Getting all documents in collection in Firebase - Time & Space Complexity
When we get all documents from a collection in Firebase, we want to know how the time it takes changes as the collection grows.
We ask: How does fetching more documents affect the work done?
Analyze the time complexity of the following code snippet.
const querySnapshot = await getDocs(collection(db, "users"));
querySnapshot.forEach((doc) => {
console.log(doc.id, "=>", doc.data());
});
This code fetches all documents from the "users" collection and then processes each document one by one.
Identify the loops, recursion, array traversals that repeat.
- Primary operation: Looping through each document in the collection.
- How many times: Once for every document in the collection.
As the number of documents grows, the time to fetch and process them grows too.
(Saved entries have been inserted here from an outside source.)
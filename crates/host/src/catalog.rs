//! The compiled-in tool catalog.

use mcp::{ParamType, ParameterSpec, ToolDescriptor, ToolRegistry};

pub const OPEN_APPLICATION: &str = "open_application";
pub const GET_RUNNING_APPLICATIONS: &str = "get_running_applications";
pub const RUN_APPLESCRIPT: &str = "run_applescript";
pub const QUIT_APPLICATION: &str = "quit_application";
pub const OPEN_FILE_WITH_APP: &str = "open_file_with_app";
pub const OLLAMA_GENERATE: &str = "ollama_generate";
pub const OLLAMA_LIST_MODELS: &str = "ollama_list_models";
pub const MONGODB_CREATE_DATABASE: &str = "mongodb_create_database";
pub const MONGODB_LIST_DATABASES: &str = "mongodb_list_databases";
pub const MONGODB_CREATE_COLLECTION: &str = "mongodb_create_collection";
pub const MONGODB_LIST_COLLECTIONS: &str = "mongodb_list_collections";
pub const MONGODB_DELETE_COLLECTION: &str = "mongodb_delete_collection";
pub const MONGODB_INSERT_DOCUMENT: &str = "mongodb_insert_document";
pub const MONGODB_FIND_DOCUMENTS: &str = "mongodb_find_documents";
pub const MONGODB_DELETE_DOCUMENT: &str = "mongodb_delete_document";
pub const SEARCH_GOOGLE_IN_SAFARI: &str = "search_google_in_safari";

pub const DEFAULT_MODEL: &str = "llama3.2";

fn string(name: &str, description: &str) -> ParameterSpec {
    ParameterSpec::required(name, ParamType::String, description)
}

fn database() -> ParameterSpec {
    string("databaseName", "Database name")
}

fn collection(description: &str) -> ParameterSpec {
    string("collectionName", description)
}

/// Every tool, in the order shown to users and models.
pub fn tools() -> Vec<ToolDescriptor> {
    vec![
        ToolDescriptor::new(
            OPEN_APPLICATION,
            "Opens an application on Mac by name. Examples: 'Safari', 'Finder', 'TextEdit', 'Calculator'",
        )
        .param(string(
            "appName",
            "Application name to launch (e.g., 'Safari', 'Calculator')",
        )),
        ToolDescriptor::new(
            GET_RUNNING_APPLICATIONS,
            "Gets list of all running applications on Mac",
        ),
        ToolDescriptor::new(
            RUN_APPLESCRIPT,
            "Executes AppleScript command in specified application. Useful for automating actions in applications",
        )
        .param(string("appName", "Application name (e.g., 'Safari', 'Finder')"))
        .param(string("script", "AppleScript command to execute")),
        ToolDescriptor::new(QUIT_APPLICATION, "Closes specified application")
            .param(string("appName", "Application name to close")),
        ToolDescriptor::new(OPEN_FILE_WITH_APP, "Opens file or URL in specified application")
            .param(string("path", "Path to file or URL"))
            .param(string("appName", "Application name to open file with")),
        ToolDescriptor::new(
            OLLAMA_GENERATE,
            "Generates response using local Ollama model. Use for tasks requiring AI text processing",
        )
        .param(
            ParameterSpec::optional(
                "model",
                ParamType::String,
                "Ollama model name (e.g., 'llama3.2', 'deepseek-r1:8b'). Default 'llama3.2'",
            )
            .with_default(DEFAULT_MODEL),
        )
        .param(string("prompt", "Prompt for the model")),
        ToolDescriptor::new(OLLAMA_LIST_MODELS, "Gets list of available Ollama models"),
        ToolDescriptor::new(MONGODB_CREATE_DATABASE, "Creates new database in MongoDB")
            .param(database()),
        ToolDescriptor::new(MONGODB_LIST_DATABASES, "Gets list of all databases in MongoDB"),
        ToolDescriptor::new(
            MONGODB_CREATE_COLLECTION,
            "Creates new collection in specified database",
        )
        .param(database())
        .param(collection("Collection name")),
        ToolDescriptor::new(
            MONGODB_LIST_COLLECTIONS,
            "Gets list of collections in specified database",
        )
        .param(database()),
        ToolDescriptor::new(MONGODB_DELETE_COLLECTION, "Deletes collection from database")
            .param(database())
            .param(collection("Collection name to delete")),
        ToolDescriptor::new(MONGODB_INSERT_DOCUMENT, "Inserts document into collection")
            .param(database())
            .param(collection("Collection name"))
            .param(string("document", "JSON string with document to insert")),
        ToolDescriptor::new(MONGODB_FIND_DOCUMENTS, "Finds documents in collection")
            .param(database())
            .param(collection("Collection name"))
            .param(ParameterSpec::optional(
                "filter",
                ParamType::String,
                "JSON string with search filter (optional)",
            ))
            .param(
                ParameterSpec::optional(
                    "limit",
                    ParamType::Number,
                    "Maximum number of documents (default 100)",
                )
                .with_default(100i64),
            ),
        ToolDescriptor::new(
            MONGODB_DELETE_DOCUMENT,
            "Deletes document(s) from collection by filter",
        )
        .param(database())
        .param(collection("Collection name"))
        .param(string("filter", "JSON string with deletion filter")),
        ToolDescriptor::new(
            SEARCH_GOOGLE_IN_SAFARI,
            "Performs Google search through Safari browser",
        )
        .param(string("query", "Search query for Google")),
    ]
}

/// The catalog as a registry.
pub fn registry() -> mcp::Result<ToolRegistry> {
    ToolRegistry::new(tools())
}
| Input Size (n) | Approx. Operations |
|---|---|
| 10 | About 10 document fetch and process steps |
| 100 | About 100 document fetch and process steps |
| 1000 | About 1000 document fetch and process steps |
Pattern observation: The work grows directly with the number of documents.
Time Complexity: O(n)
This means the time to get all documents grows in a straight line as the collection gets bigger.
[X] Wrong: "Fetching all documents takes the same time no matter how many there are."
[OK] Correct: Each document adds extra work, so more documents mean more time needed.
Understanding how data size affects fetching time helps you write better queries and explain your code clearly in real projects.
"What if we only fetched documents with a filter that returns half the collection? How would the time complexity change?"